Understanding Network Topology in a Multi-Cloud Environment

By Joep Piscaer

Multi-cloud is often talked about as if it’s a deliberately chosen and executed strategy—something you think about, design for, and then execute. The reality is often vastly different.

Cloud usage grows organically, across both the number of services used, as well as the per-service spend. For many organizations, this means running the risk of losing control over their cloud estates: it’s easy to just start consuming services without first considering the security, scalability, and cost ramifications or involving teams responsible for these aspects.

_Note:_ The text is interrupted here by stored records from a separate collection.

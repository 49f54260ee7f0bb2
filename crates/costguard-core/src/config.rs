//! Estimator configuration that downstream crates can serialize/deserialize.
//!
//! Precedence, lowest to highest: built-in defaults, the project file
//! (`.costguard.yml`), environment variables, then whatever flags the CLI
//! applies on top.

use std::path::Path;

use serde::{Deserialize, Serialize};

use crate::error::{Error, Result};
use crate::warehouse::WarehouseSize;

/// Project configuration file name, looked up in the project directory.
pub const CONFIG_FILE_NAME: &str = ".costguard.yml";

/// A per-pattern warning threshold. The first matching pattern wins.
#[derive(Debug, Clone, PartialEq, Serialize, Deserialize)]
pub struct JobOverride {
    /// Wildcard pattern over job names (`*` and `?`).
    pub pattern: String,
    /// Warning threshold in currency units for matching jobs.
    pub threshold: f64,
}

#[derive(Debug, Clone, Serialize, Deserialize)]
pub struct GuardConfig {
    /// Price of one warehouse credit in currency units.
    pub cost_per_credit: f64,

    /// Per-job warning threshold in currency units (overridable per pattern).
    pub warning_threshold_per_job: f64,

    /// Warning threshold for the whole batch in currency units.
    pub warning_threshold_total_run: f64,

    /// Complexity score above which a job is flagged as an expensive pattern.
    pub complexity_warning_threshold: u8,

    /// Size assumed when no live size lookup is available or it fails.
    pub warehouse_size: WarehouseSize,

    /// Explicit credit rate. When set it takes precedence over the size table.
    pub warehouse_credits_per_hour: Option<f64>,

    /// Lookback window for historical run statistics, in days.
    pub history_days: u32,

    /// Consult plan providers (layer 1) when estimating time.
    pub use_plan_estimates: bool,

    /// Consult history providers (layer 2) when estimating time.
    pub use_history: bool,

    /// Look up cache-hit probability before pricing.
    pub use_cache_detection: bool,

    /// Wildcard patterns for jobs that are never estimated.
    pub skip_jobs: Vec<String>,

    /// Per-pattern warning thresholds, checked in order.
    pub job_overrides: Vec<JobOverride>,
}

impl Default for GuardConfig {
    fn default() -> Self {
        Self {
            cost_per_credit: 3.0,
            warning_threshold_per_job: 5.0,
            warning_threshold_total_run: 5.0,
            complexity_warning_threshold: 60,
            warehouse_size: WarehouseSize::Medium,
            warehouse_credits_per_hour: None,
            history_days: 30,
            use_plan_estimates: true,
            use_history: true,
            use_cache_detection: true,
            skip_jobs: Vec::new(),
            job_overrides: Vec::new(),
        }
    }
}

/// On-disk shape of `.costguard.yml`. Every key is optional; absent keys keep
/// whatever the config already holds.
#[derive(Debug, Default, Deserialize)]
struct GuardConfigFile {
    #[serde(default)]
    cost_per_credit: Option<f64>,
    #[serde(default)]
    warehouse_size: Option<WarehouseSize>,
    #[serde(default)]
    warehouse_credits_per_hour: Option<f64>,
    #[serde(default)]
    complexity_warning_threshold: Option<u8>,
    #[serde(default)]
    thresholds: ThresholdsFile,
    #[serde(default)]
    estimation: EstimationFile,
    #[serde(default)]
    job_overrides: Vec<JobOverride>,
    #[serde(default)]
    skip_jobs: Vec<String>,
}

#[derive(Debug, Default, Deserialize)]
struct ThresholdsFile {
    #[serde(default)]
    per_job_warning: Option<f64>,
    #[serde(default)]
    total_run_warning: Option<f64>,
}

#[derive(Debug, Default, Deserialize)]
struct EstimationFile {
    #[serde(default)]
    use_plan_estimates: Option<bool>,
    #[serde(default)]
    use_history: Option<bool>,
    #[serde(default)]
    use_cache_detection: Option<bool>,
    #[serde(default)]
    history_days: Option<u32>,
}

impl GuardConfig {
    /// Parse a YAML document and merge it over the defaults.
    pub fn from_yaml_str(text: &str) -> Result<Self> {
        let file: GuardConfigFile = serde_yaml::from_str(text)?;
        let mut cfg = Self::default();
        cfg.merge_file(file);
        Ok(cfg)
    }

    /// Load a config file from an explicit path.
    pub fn load(path: &Path) -> Result<Self> {
        let text = std::fs::read_to_string(path)
            .map_err(|e| Error::Config(format!("cannot read {}: {e}", path.display())))?;
        Self::from_yaml_str(&text)
    }

    /// Look for `.costguard.yml` in the project directory; defaults when absent.
    pub fn discover(project_dir: &Path) -> Result<Self> {
        let path = project_dir.join(CONFIG_FILE_NAME);
        if path.exists() {
            Self::load(&path)
        } else {
            Ok(Self::default())
        }
    }

    /// Create a config from environment variables, falling back to defaults.
    ///
    /// Environment variables:
    /// - `COSTGUARD_COST_PER_CREDIT`: credit price in currency units
    /// - `COSTGUARD_WAREHOUSE_SIZE`: assumed warehouse size label
    /// - `COSTGUARD_CREDITS_PER_HOUR`: explicit credit rate override
    /// - `COSTGUARD_PER_JOB_THRESHOLD`: per-job warning threshold
    /// - `COSTGUARD_TOTAL_THRESHOLD`: total-run warning threshold
    /// - `COSTGUARD_COMPLEXITY_THRESHOLD`: expensive-pattern score threshold
    /// - `COSTGUARD_HISTORY_DAYS`: history lookback window in days
    pub fn from_env() -> Self {
        let mut cfg = Self::default();
        cfg.apply_env();
        cfg
    }

    /// Apply environment variable overrides on top of the current values.
    pub fn apply_env(&mut self) {
        if let Ok(s) = std::env::var("COSTGUARD_COST_PER_CREDIT") {
            if let Ok(v) = s.parse::<f64>() {
                self.cost_per_credit = v;
            }
        }

        if let Ok(s) = std::env::var("COSTGUARD_WAREHOUSE_SIZE") {
            if let Some(v) = WarehouseSize::parse(&s) {
                self.warehouse_size = v;
            }
        }

        if let Ok(s) = std::env::var("COSTGUARD_CREDITS_PER_HOUR") {
            if let Ok(v) = s.parse::<f64>() {
                self.warehouse_credits_per_hour = Some(v);
            }
        }

        if let Ok(s) = std::env::var("COSTGUARD_PER_JOB_THRESHOLD") {
            if let Ok(v) = s.parse::<f64>() {
                self.warning_threshold_per_job = v;
            }
        }

        if let Ok(s) = std::env::var("COSTGUARD_TOTAL_THRESHOLD") {
            if let Ok(v) = s.parse::<f64>() {
                self.warning_threshold_total_run = v;
            }
        }

        if let Ok(s) = std::env::var("COSTGUARD_COMPLEXITY_THRESHOLD") {
            if let Ok(v) = s.parse::<u8>() {
                self.complexity_warning_threshold = v;
            }
        }

        if let Ok(s) = std::env::var("COSTGUARD_HISTORY_DAYS") {
            if let Ok(v) = s.parse::<u32>() {
                self.history_days = v;
            }
        }
    }

    fn merge_file(&mut self, file: GuardConfigFile) {
        if let Some(v) = file.cost_per_credit {
            self.cost_per_credit = v;
        }
        if let Some(v) = file.warehouse_size {
            self.warehouse_size = v;
        }
        if let Some(v) = file.warehouse_credits_per_hour {
            self.warehouse_credits_per_hour = Some(v);
        }
        if let Some(v) = file.complexity_warning_threshold {
            self.complexity_warning_threshold = v;
        }
        if let Some(v) = file.thresholds.per_job_warning {
            self.warning_threshold_per_job = v;
        }
        if let Some(v) = file.thresholds.total_run_warning {
            self.warning_threshold_total_run = v;
        }
        if let Some(v) = file.estimation.use_plan_estimates {
            self.use_plan_estimates = v;
        }
        if let Some(v) = file.estimation.use_history {
            self.use_history = v;
        }
        if let Some(v) = file.estimation.use_cache_detection {
            self.use_cache_detection = v;
        }
        if let Some(v) = file.estimation.history_days {
            self.history_days = v;
        }
        if !file.job_overrides.is_empty() {
            self.job_overrides = file.job_overrides;
        }
        if !file.skip_jobs.is_empty() {
            self.skip_jobs = file.skip_jobs;
        }
    }

    /// Reject configs that cannot produce a meaningful estimate.
    pub fn validate(&self) -> Result<()> {
        if !self.cost_per_credit.is_finite() || self.cost_per_credit < 0.0 {
            return Err(Error::Config(format!(
                "cost_per_credit must be finite and non-negative, got {}",
                self.cost_per_credit
            )));
        }
        if let Some(rate) = self.warehouse_credits_per_hour {
            if !rate.is_finite() || rate < 0.0 {
                return Err(Error::Config(format!(
                    "warehouse_credits_per_hour must be finite and non-negative, got {rate}"
                )));
            }
        }
        for (label, value) in [
            ("per-job", self.warning_threshold_per_job),
            ("total-run", self.warning_threshold_total_run),
        ] {
            if !value.is_finite() || value < 0.0 {
                return Err(Error::Config(format!(
                    "{label} warning threshold must be finite and non-negative, got {value}"
                )));
            }
        }
        if self.history_days == 0 {
            return Err(Error::Config("history_days must be at least 1".into()));
        }
        for ov in &self.job_overrides {
            if ov.pattern.is_empty() {
                return Err(Error::Config("job override with empty pattern".into()));
            }
            if !ov.threshold.is_finite() || ov.threshold < 0.0 {
                return Err(Error::Config(format!(
                    "override threshold for '{}' must be finite and non-negative, got {}",
                    ov.pattern, ov.threshold
                )));
            }
        }
        if self.skip_jobs.iter().any(|p| p.is_empty()) {
            return Err(Error::Config("empty skip pattern".into()));
        }
        Ok(())
    }

    /// Warning threshold for one job: first matching override, else the default.
    pub fn threshold_for(&self, job_name: &str) -> f64 {
        for ov in &self.job_overrides {
            if wildcard_match(&ov.pattern, job_name) {
                return ov.threshold;
            }
        }
        self.warning_threshold_per_job
    }

    /// Whether a job name matches any configured skip pattern.
    pub fn should_skip(&self, job_name: &str) -> bool {
        self.skip_jobs.iter().any(|p| wildcard_match(p, job_name))
    }
}

/// Shell-style wildcard match: `*` spans any run, `?` a single character.
/// Everything else is literal.
pub fn wildcard_match(pattern: &str, candidate: &str) -> bool {
    let mut re = String::with_capacity(pattern.len() + 2);
    re.push('^');
    let mut buf = [0u8; 4];
    for ch in pattern.chars() {
        match ch {
            '*' => re.push_str(".*"),
            '?' => re.push('.'),
            _ => re.push_str(&regex::escape(ch.encode_utf8(&mut buf))),
        }
    }
    re.push('$');
    match regex::Regex::new(&re) {
        Ok(rx) => rx.is_match(candidate),
        // The escaped pattern always compiles; equality is the safe fallback.
        Err(_) => pattern == candidate,
    }
}

#[cfg(test)]
mod tests {
    use super::*;

    #[test]
    fn defaults_are_sane() {
        let cfg = GuardConfig::default();
        assert_eq!(cfg.cost_per_credit, 3.0);
        assert_eq!(cfg.warning_threshold_per_job, 5.0);
        assert_eq!(cfg.complexity_warning_threshold, 60);
        assert_eq!(cfg.warehouse_size, WarehouseSize::Medium);
        assert_eq!(cfg.history_days, 30);
        assert!(cfg.use_plan_estimates && cfg.use_history && cfg.use_cache_detection);
        assert!(cfg.validate().is_ok());
    }

    #[test]
    fn yaml_overrides_defaults() {
        let cfg = GuardConfig::from_yaml_str(
            r#"
cost_per_credit: 4.5
warehouse_size: LARGE
thresholds:
  per_job_warning: 10.0
  total_run_warning: 50.0
estimation:
  use_history: false
  history_days: 7
"#,
        )
        .unwrap();
        assert_eq!(cfg.cost_per_credit, 4.5);
        assert_eq!(cfg.warehouse_size, WarehouseSize::Large);
        assert_eq!(cfg.warning_threshold_per_job, 10.0);
        assert_eq!(cfg.warning_threshold_total_run, 50.0);
        assert!(!cfg.use_history);
        assert!(cfg.use_plan_estimates);
        assert_eq!(cfg.history_days, 7);
        // Keys the file does not mention keep their defaults.
        assert_eq!(cfg.complexity_warning_threshold, 60);
    }

    #[test]
    fn empty_yaml_is_all_defaults() {
        let cfg = GuardConfig::from_yaml_str("").unwrap();
        assert_eq!(cfg.cost_per_credit, GuardConfig::default().cost_per_credit);
    }

    #[test]
    fn override_patterns_first_match_wins() {
        let cfg = GuardConfig::from_yaml_str(
            r#"
job_overrides:
  - pattern: fct_orders
    threshold: 1.0
  - pattern: "fct_*"
    threshold: 20.0
"#,
        )
        .unwrap();
        assert_eq!(cfg.threshold_for("fct_orders"), 1.0);
        assert_eq!(cfg.threshold_for("fct_revenue"), 20.0);
        assert_eq!(cfg.threshold_for("stg_users"), 5.0);
    }

    #[test]
    fn skip_patterns() {
        let cfg = GuardConfig::from_yaml_str(
            r#"
skip_jobs:
  - "tmp_*"
  - scratch
"#,
        )
        .unwrap();
        assert!(cfg.should_skip("tmp_backfill"));
        assert!(cfg.should_skip("scratch"));
        assert!(!cfg.should_skip("fct_orders"));
    }

    #[test]
    fn wildcard_semantics() {
        assert!(wildcard_match("*", "anything"));
        assert!(wildcard_match("stg_*", "stg_users"));
        assert!(!wildcard_match("stg_*", "fct_stg"));
        assert!(wildcard_match("a?c", "abc"));
        assert!(!wildcard_match("a?c", "abbc"));
        // Regex metacharacters in the pattern are literal.
        assert!(wildcard_match("a.b", "a.b"));
        assert!(!wildcard_match("a.b", "axb"));
    }

    #[test]
    fn validate_rejects_bad_rates() {
        let mut cfg = GuardConfig {
            cost_per_credit: -1.0,
            ..GuardConfig::default()
        };
        assert!(cfg.validate().is_err());

        cfg.cost_per_credit = f64::NAN;
        assert!(cfg.validate().is_err());

        cfg.cost_per_credit = 3.0;
        cfg.history_days = 0;
        assert!(cfg.validate().is_err());

        cfg.history_days = 30;
        cfg.job_overrides = vec![JobOverride {
            pattern: "fct_*".into(),
            threshold: f64::INFINITY,
        }];
        assert!(cfg.validate().is_err());
    }
}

Often, it wasn’t a thought-out plan, or part of any architecture, design, or budget discussion.

Chances are, you already are multi-cloud, even if you don’t realize it. In other words, multi-cloud often “just happens”—and things that “just happen” are hard to control.


With easy-to-consume cloud services that solve actual issues for those using the services, there’s a need for a balance between control and agility that keeps the security and compliance teams, as well as the DevOps teams, happy and moving forward.

DevOps teams are used to a short-cycled work tempo, quickly iterating and adapting to changing business requirements. Long-change management and approval processes do not fit into their way of work, because end-users expect a quick turnaround of requests and changes. If IT processes don’t adapt, those users are quick to swipe a credit card and use a service without approval (i.e., Shadow IT).

This is bad news for security and compliance practices. Imagine having to fix security and compliance issues retroactively, given the many different disconnected islands, each with incomplete, badly implemented, unaudited security and compliance standards.

Real-Time Topology Insights Are Crucial

There are many cases where agility trumps compliance for the sake of fast delivery. When this happens, security can take an “eventually consistent” approach of staying out of the DevOps team’s way while also not sacrificing regulatory and security requirements.

When it comes to network visibility, “eventually consistent” starts with knowing what you don’t know: real-time insights into the changes of the network, and its topology. In practice, this means being able to see what firewall rules are configured for a given EC2 instance running on AWS, what DNS server is configured for an on-premises VM, or which distributed firewall rules apply to a VM.

The emergent behavior of a network topology of cloud services and the application service landscape means it changes constantly and in hard-to-predict ways. Thus, it requires tooling to help ITOps teams keep tabs on changes automatically.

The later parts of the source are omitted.